From the line containing "runner.borrow_mut().driver.key_up(&event.code());" through the last line of the data, return those lines exactly as written and nothing more.

::::::::::

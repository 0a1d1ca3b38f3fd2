//! Browser bridge: canvas 2D surface, DOM wiring and the refresh loop
//!
//! The page provides a `<canvas id="game">` with optional `data-game`
//! ("platformer" or "dodger"), `data-settings` and `data-tuning` JSON
//! attributes, plus optional `#status`, `#score` and `#reset` elements.

use std::cell::RefCell;
use std::f64::consts::TAU;
use std::rc::Rc;

use glam::Vec2;
use wasm_bindgen::JsCast;
use wasm_bindgen::prelude::*;
use web_sys::{CanvasRenderingContext2d, Document, Element, HtmlCanvasElement, KeyboardEvent, MouseEvent};

use super::fullscreen::{Fullscreen, FullscreenError};
use crate::driver::{FrameDriver, Game};
use crate::input::{FLAP_KEYS, SPARK_CONTROLS, WAVE_CONTROLS};
use crate::renderer::{Color, Surface, TextAlign};
use crate::settings::{ConfigError, Settings};
use crate::sim::{DodgerState, PlatformerState};
use crate::tuning::Tuning;

/// Startup failures
#[derive(Debug, thiserror::Error)]
pub enum BridgeError {
    #[error("missing {0}")]
    Missing(&'static str),
    #[error("#game is not a canvas element")]
    NotACanvas,
    #[error("canvas has no 2d context")]
    NoContext,
    #[error(transparent)]
    Config(#[from] ConfigError),
    #[error("javascript error: {0}")]
    Js(String),
}

impl From<JsValue> for BridgeError {
    fn from(value: JsValue) -> Self {
        BridgeError::Js(format!("{value:?}"))
    }
}

/// `Surface` over a canvas 2D context
pub struct CanvasSurface {
    canvas: HtmlCanvasElement,
    ctx: CanvasRenderingContext2d,
}

impl CanvasSurface {
    pub fn new(canvas: HtmlCanvasElement) -> Result<Self, BridgeError> {
        let ctx = canvas
            .get_context("2d")?
            .ok_or(BridgeError::NoContext)?
            .dyn_into::<CanvasRenderingContext2d>()
            .map_err(|_| BridgeError::NoContext)?;
        let surface = Self { canvas, ctx };
        surface.sync_size();
        Ok(surface)
    }

    /// Match the backing store to the element's layout size
    pub fn sync_size(&self) {
        let w = self.canvas.client_width().max(1) as u32;
        let h = self.canvas.client_height().max(1) as u32;
        if self.canvas.width() != w || self.canvas.height() != h {
            self.canvas.set_width(w);
            self.canvas.set_height(h);
            log::debug!("Canvas resized to {w}x{h}");
        }
    }
}

impl Surface for CanvasSurface {
    fn size(&self) -> Vec2 {
        Vec2::new(self.canvas.width() as f32, self.canvas.height() as f32)
    }

    fn fill_rect(&mut self, x: f32, y: f32, w: f32, h: f32, color: Color) {
        self.ctx.set_fill_style_str(&color.to_css());
        self.ctx.fill_rect(x as f64, y as f64, w as f64, h as f64);
    }

    fn fill_circle(&mut self, center: Vec2, radius: f32, color: Color) {
        self.ctx.set_fill_style_str(&color.to_css());
        self.ctx.begin_path();
        let _ = self
            .ctx
            .arc(center.x as f64, center.y as f64, radius.max(0.0) as f64, 0.0, TAU);
        self.ctx.fill();
    }

    fn stroke_line(&mut self, from: Vec2, to: Vec2, width: f32, color: Color) {
        self.ctx.set_stroke_style_str(&color.to_css());
        self.ctx.set_line_width(width as f64);
        self.ctx.begin_path();
        self.ctx.move_to(from.x as f64, from.y as f64);
        self.ctx.line_to(to.x as f64, to.y as f64);
        self.ctx.stroke();
    }

    fn fill_vertical_gradient(&mut self, x: f32, y: f32, w: f32, h: f32, top: Color, bottom: Color) {
        let gradient = self
            .ctx
            .create_linear_gradient(x as f64, y as f64, x as f64, (y + h) as f64);
        let _ = gradient.add_color_stop(0.0, &top.to_css());
        let _ = gradient.add_color_stop(1.0, &bottom.to_css());
        self.ctx.set_fill_style_canvas_gradient(&gradient);
        self.ctx.fill_rect(x as f64, y as f64, w as f64, h as f64);
    }

    fn fill_text(&mut self, text: &str, pos: Vec2, size_px: f32, align: TextAlign, color: Color) {
        self.ctx.set_fill_style_str(&color.to_css());
        self.ctx.set_font(&format!("{size_px}px sans-serif"));
        self.ctx.set_text_align(match align {
            TextAlign::Left => "left",
            TextAlign::Center => "center",
        });
        let _ = self.ctx.fill_text(text, pos.x as f64, pos.y as f64);
    }

    fn fill_rotated_rect(&mut self, center: Vec2, size: f32, rotation: f32, color: Color) {
        let half = size as f64 / 2.0;
        self.ctx.save();
        let _ = self.ctx.translate(center.x as f64, center.y as f64);
        let _ = self.ctx.rotate(rotation as f64);
        self.ctx.set_fill_style_str(&color.to_css());
        self.ctx.fill_rect(-half, -half, size as f64, size as f64);
        self.ctx.restore();
    }

    fn set_view(&mut self, scale: f32, offset: Vec2) {
        let s = scale as f64;
        let _ = self
            .ctx
            .set_transform(s, 0.0, 0.0, s, offset.x as f64, offset.y as f64);
    }
}

/// Everything one running page needs between refresh callbacks
struct Runner<G: Game> {
    driver: FrameDriver<G>,
    surface: CanvasSurface,
    fullscreen: Fullscreen,
    document: Document,
    status_el: Option<Element>,
    score_el: Option<Element>,
    last_revision: Option<u64>,
}

impl<G: Game> Runner<G> {
    fn frame(&mut self, now_ms: f64) {
        self.surface.sync_size();
        let Some(report) = self.driver.frame(now_ms, &mut self.surface) else {
            return;
        };
        // Esc or a late browser rejection changes fullscreen behind our back
        self.fullscreen
            .sync(self.document.fullscreen_element().is_some());
        if report.toggle_fullscreen {
            let canvas = self.surface.canvas.clone();
            let document = self.document.clone();
            self.fullscreen
                .toggle(|enter| request_fullscreen(&document, &canvas, enter));
        }
        self.sync_hud();
    }

    /// Push status and score text to the DOM when the HUD changed
    fn sync_hud(&mut self) {
        let hud = self.driver.game.hud();
        if self.last_revision == Some(hud.revision()) {
            return;
        }
        self.last_revision = Some(hud.revision());
        if let Some(el) = &self.status_el {
            el.set_text_content(Some(hud.status()));
        }
        if let Some(el) = &self.score_el {
            el.set_text_content(Some(&format!("Score {} / Best {}", hud.score(), hud.best())));
        }
    }
}

fn request_fullscreen(
    document: &Document,
    canvas: &HtmlCanvasElement,
    enter: bool,
) -> Result<(), FullscreenError> {
    if enter {
        canvas
            .request_fullscreen()
            .map_err(|e| FullscreenError::Rejected(format!("{e:?}")))
    } else if document.fullscreen_element().is_some() {
        document.exit_fullscreen();
        Ok(())
    } else {
        Err(FullscreenError::Unsupported)
    }
}

fn is_game_key(code: &str) -> bool {
    FLAP_KEYS.contains(&code)
        || [SPARK_CONTROLS, WAVE_CONTROLS]
            .iter()
            .any(|c| c.left == code || c.right == code || c.jump == code)
}

fn parse_attr<T>(
    canvas: &HtmlCanvasElement,
    name: &str,
    parse: fn(&str) -> Result<T, ConfigError>,
) -> Result<Option<T>, ConfigError> {
    canvas.get_attribute(name).map(|json| parse(&json)).transpose()
}

/// Find the canvas, read configuration and start the selected game
pub fn run() -> Result<(), BridgeError> {
    let window = web_sys::window().ok_or(BridgeError::Missing("window"))?;
    let document = window.document().ok_or(BridgeError::Missing("document"))?;
    let canvas: HtmlCanvasElement = document
        .get_element_by_id("game")
        .ok_or(BridgeError::Missing("#game canvas"))?
        .dyn_into()
        .map_err(|_| BridgeError::NotACanvas)?;

    let settings = parse_attr(&canvas, "data-settings", Settings::from_json)?.unwrap_or_default();
    let tuning = parse_attr(&canvas, "data-tuning", Tuning::from_json)?.unwrap_or_default();
    let seed = if settings.seed == 0 {
        js_sys::Date::now() as u64
    } else {
        settings.seed
    };
    let max_particles = settings.max_particles();
    log::info!(
        "Settings: quality {}, particle cap {}, seed {}",
        settings.quality.as_str(),
        max_particles,
        seed
    );

    let surface = CanvasSurface::new(canvas.clone())?;
    let size = surface.size();
    match canvas.get_attribute("data-game").as_deref() {
        Some("dodger") => {
            let game = DodgerState::new(tuning.dodger, max_particles, seed, size.x, size.y);
            launch(game, &settings, surface, document)
        }
        _ => {
            let game = PlatformerState::new(tuning.platformer, max_particles, seed);
            launch(game, &settings, surface, document)
        }
    }
}

fn launch<G: Game + 'static>(
    game: G,
    settings: &Settings,
    surface: CanvasSurface,
    document: Document,
) -> Result<(), BridgeError> {
    let window = web_sys::window().ok_or(BridgeError::Missing("window"))?;
    log::info!("Launching {}", game.name());

    let mut driver = FrameDriver::new(game, settings);
    driver.start();
    let runner = Rc::new(RefCell::new(Runner {
        driver,
        surface,
        fullscreen: Fullscreen::new(),
        status_el: document.get_element_by_id("status"),
        score_el: document.get_element_by_id("score"),
        document: document.clone(),
        last_revision: None,
    }));

    // Keyboard
    {
        let runner = runner.clone();
        let closure = Closure::<dyn FnMut(_)>::new(move |event: KeyboardEvent| {
            let code = event.code();
            if is_game_key(&code) {
                event.prevent_default();
            }
            runner.borrow_mut().driver.key_down(&code);
        });
        window.add_event_listener_with_callback("keydown", closure.as_ref().unchecked_ref())?;
        closure.forget();
    }
    {
        let runner = runner.clone();
        let closure = Closure::<dyn FnMut(_)>::new(move |event: KeyboardEvent| {
            runner.borrow_mut().driver.key_up(&event.code());
        });
        window.add_event_listener_with_callback("keyup", closure.as_ref().unchecked_ref())?;
        closure.forget();
    }

    // Focus loss would otherwise leave keys stuck down
    {
        let runner = runner.clone();
        let closure = Closure::<dyn FnMut(_)>::new(move |_event: web_sys::Event| {
            runner.borrow_mut().driver.keyboard.release_all();
        });
        window.add_event_listener_with_callback("blur", closure.as_ref().unchecked_ref())?;
        closure.forget();
    }

    if let Some(btn) = document.get_element_by_id("reset") {
        let runner = runner.clone();
        let closure = Closure::<dyn FnMut(_)>::new(move |_event: MouseEvent| {
            runner.borrow_mut().driver.reset_clicked();
        });
        btn.add_event_listener_with_callback("click", closure.as_ref().unchecked_ref())?;
        closure.forget();
    }

    request_animation_frame(runner);
    Ok(())
}

fn request_animation_frame<G: Game + 'static>(runner: Rc<RefCell<Runner<G>>>) {
    let Some(window) = web_sys::window() else {
        return;
    };
    let closure = Closure::once(move |time: f64| {
        runner.borrow_mut().frame(time);
        request_animation_frame(runner);
    });
    if let Err(e) = window.request_animation_frame(closure.as_ref().unchecked_ref()) {
        log::error!("requestAnimationFrame failed: {e:?}");
    }
    closure.forget();
}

::::::::::

WRITTEN RESPONSE
            runner.borrow_mut().driver.key_up(&event.code());
        });
        window.add_event_listener_with_callback("keyup", closure.as_ref().unchecked_ref())?;
        closure.forget();
    }

    // Focus loss would otherwise leave keys stuck down
    {
        let runner = runner.clone();
        let closure = Closure::<dyn FnMut(_)>::new(move |_event: web_sys::Event| {
            runner.borrow_mut().driver.keyboard.release_all();
        });
        window.add_event_listener_with_callback("blur", closure.as_ref().unchecked_ref())?;
        closure.forget();
    }

    if let Some(btn) = document.get_element_by_id("reset") {
        let runner = runner.clone();
        let closure = Closure::<dyn FnMut(_)>::new(move |_event: MouseEvent| {
            runner.borrow_mut().driver.reset_clicked();
        });
        btn.add_event_listener_with_callback("click", closure.as_ref().unchecked_ref())?;
        closure.forget();
    }

    request_animation_frame(runner);
    Ok(())
}

fn request_animation_frame<G: Game + 'static>(runner: Rc<RefCell<Runner<G>>>) {
    let Some(window) = web_sys::window() else {
        return;
    };
    let closure = Closure::once(move |time: f64| {
        runner.borrow_mut().frame(time);
        request_animation_frame(runner);
    });
    if let Err(e) = window.request_animation_frame(closure.as_ref().unchecked_ref()) {
        log::error!("requestAnimationFrame failed: {e:?}");
    }
    closure.forget();
}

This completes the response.